■ **THE PROBLEM**
In the data below, find the line containing "let mut case", then set down that line and every later line up to and including the line containing "otherwise parsers would", exactly.

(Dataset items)
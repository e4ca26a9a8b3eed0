//! Lexical path resolution for the output directory.

use std::path::{Component, Path, PathBuf};

/// Returns an absolute version of `path`.
///
/// Absolute paths are returned unaltered. Relative paths are joined onto `cwd`
/// and normalized lexically: `.` segments and repeated separators are dropped
/// and `..` removes the previous segment (but never climbs above the root).
/// No filesystem access happens here, symlinks are not resolved.
pub fn abspath(path: impl AsRef<Path>, cwd: impl AsRef<Path>) -> PathBuf {
    let path = path.as_ref();
    if path.is_absolute() {
        return path.to_path_buf();
    }

    normalize(&cwd.as_ref().join(path))
}

fn normalize(path: &Path) -> PathBuf {
    let mut out = PathBuf::new();
    for component in path.components() {
        match component {
            Component::Prefix(prefix) => out.push(prefix.as_os_str()),
            Component::RootDir => out.push(component.as_os_str()),
            Component::CurDir => {}
            Component::ParentDir => match out.components().next_back() {
                Some(Component::Normal(_)) => {
                    out.pop();
                }
                // `/..` is `/`
                Some(Component::RootDir | Component::Prefix(_)) => {}
                Some(Component::CurDir | Component::ParentDir) | None => out.push(".."),
            },
            Component::Normal(segment) => out.push(segment),
        }
    }
    out
}
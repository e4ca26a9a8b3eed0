//! JUnit XML rendering of a single [`ModuleReport`].
//!
//! The produced document has one `testsuite` root:
//!
//! ```xml
//! <?xml version="1.0" encoding="UTF-8"?>
//! <testsuite name="math" errors="1" failures="0" tests="2">
//!   <testcase name="addsNumbers"/>
//!   <testcase name="dividesByZero">
//!     <failure message="unexpected exception">Error: unexpected exception
//!     at divide (math.rs:12)</failure>
//!   </testcase>
//! </testsuite>
//! ```

use std::{borrow::Cow, io};

use quick_xml::{
    Writer,
    escape::escape,
    events::{BytesDecl, BytesEnd, BytesStart, BytesText, Event, attributes::Attribute},
    name::QName,
};

use crate::{
    error::RenderError,
    model::{Failure, ModuleReport, TestCaseReport},
};

const INDENT: usize = 2;

pub fn render(report: &ModuleReport) -> Result<String, RenderError> {
    let mut buf = Vec::new();
    render_to(report, &mut buf)?;
    Ok(String::from_utf8(buf)?)
}

pub fn render_to(report: &ModuleReport, target: impl io::Write) -> Result<(), RenderError> {
    let mut writer = Writer::new_with_indent(target, b' ', INDENT);
    writer.write_event(Event::Decl(BytesDecl::new("1.0", Some("UTF-8"), None)))?;

    let mut suite = BytesStart::new("testsuite");
    suite.push_attribute(attribute("name", &report.name));
    suite.push_attribute(attribute("errors", &report.error_count.to_string()));
    suite.push_attribute(attribute("failures", &report.failure_count.to_string()));
    suite.push_attribute(attribute("tests", &report.tests.to_string()));
    writer.write_event(Event::Start(suite))?;

    for testcase in &report.testcases {
        write_testcase(&mut writer, testcase)?;
    }

    writer.write_event(Event::End(BytesEnd::new("testsuite")))?;
    writer.get_mut().write_all(b"\n")?;
    Ok(())
}

fn write_testcase<W: io::Write>(
    writer: &mut Writer<W>,
    testcase: &TestCaseReport,
) -> Result<(), RenderError> {
    let mut case = BytesStart::new("testcase");
    case.push_attribute(attribute("name", &testcase.name));

    let Some(failure) = &testcase.failure else {
        writer.write_event(Event::Empty(case))?;
        return Ok(());
    };

    writer.write_event(Event::Start(case))?;
    write_failure(writer, failure)?;
    writer.write_event(Event::End(BytesEnd::new("testcase")))?;
    Ok(())
}

fn write_failure<W: io::Write>(writer: &mut Writer<W>, failure: &Failure) -> Result<(), RenderError> {
    let mut element = BytesStart::new("failure");
    element.push_attribute(attribute("message", &failure.message));

    if failure.backtrace.is_empty() {
        writer.write_event(Event::Empty(element))?;
        return Ok(());
    }

    writer.write_event(Event::Start(element))?;
    writer.write_event(Event::Text(BytesText::new(&xml_chars(&failure.backtrace))))?;
    writer.write_event(Event::End(BytesEnd::new("failure")))?;
    Ok(())
}

/// An attribute with its value escaped for use inside double quotes.
///
/// Line breaks and tabs become character references, otherwise parsers would
/// normalize them to plain spaces.
fn attribute<'a>(key: &'a str, value: &str) -> Attribute<'a> {
    let escaped = escape(xml_chars(value).as_ref())
        .replace('\n', "&#10;")
        .replace('\r', "&#13;")
        .replace('\t', "&#9;");
    Attribute {
        key: QName(key.as_bytes()),
        value: Cow::Owned(escaped.into_bytes()),
    }
}

/// Replace characters that XML 1.0 does not allow anywhere in a document,
/// e.g. the escape byte of ANSI color codes in captured output.
fn xml_chars(value: &str) -> Cow<'_, str> {
    fn allowed(c: char) -> bool {
        matches!(c, '\t' | '\n' | '\r' | '\u{20}'..='\u{D7FF}' | '\u{E000}'..='\u{FFFD}' | '\u{10000}'..)
    }

    match value.chars().all(allowed) {
        true => Cow::Borrowed(value),
        false => Cow::Owned(
            value
                .chars()
                .map(|c| match allowed(c) {
                    true => c,
                    false => char::REPLACEMENT_CHARACTER,
                })
                .collect(),
        ),
    }
}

■ **TASK RESPONSE**
    let mut case = BytesStart::new("testcase");
    case.push_attribute(attribute("name", &testcase.name));

    let Some(failure) = &testcase.failure else {
        writer.write_event(Event::Empty(case))?;
        return Ok(());
    };

    writer.write_event(Event::Start(case))?;
    write_failure(writer, failure)?;
    writer.write_event(Event::End(BytesEnd::new("testcase")))?;
    Ok(())
}

fn write_failure<W: io::Write>(writer: &mut Writer<W>, failure: &Failure) -> Result<(), RenderError> {
    let mut element = BytesStart::new("failure");
    element.push_attribute(attribute("message", &failure.message));

    if failure.backtrace.is_empty() {
        writer.write_event(Event::Empty(element))?;
        return Ok(());
    }

    writer.write_event(Event::Start(element))?;
    writer.write_event(Event::Text(BytesText::new(&xml_chars(&failure.backtrace))))?;
    writer.write_event(Event::End(BytesEnd::new("failure")))?;
    Ok(())
}

/// An attribute with its value escaped for use inside double quotes.
///
/// Line breaks and tabs become character references, otherwise parsers would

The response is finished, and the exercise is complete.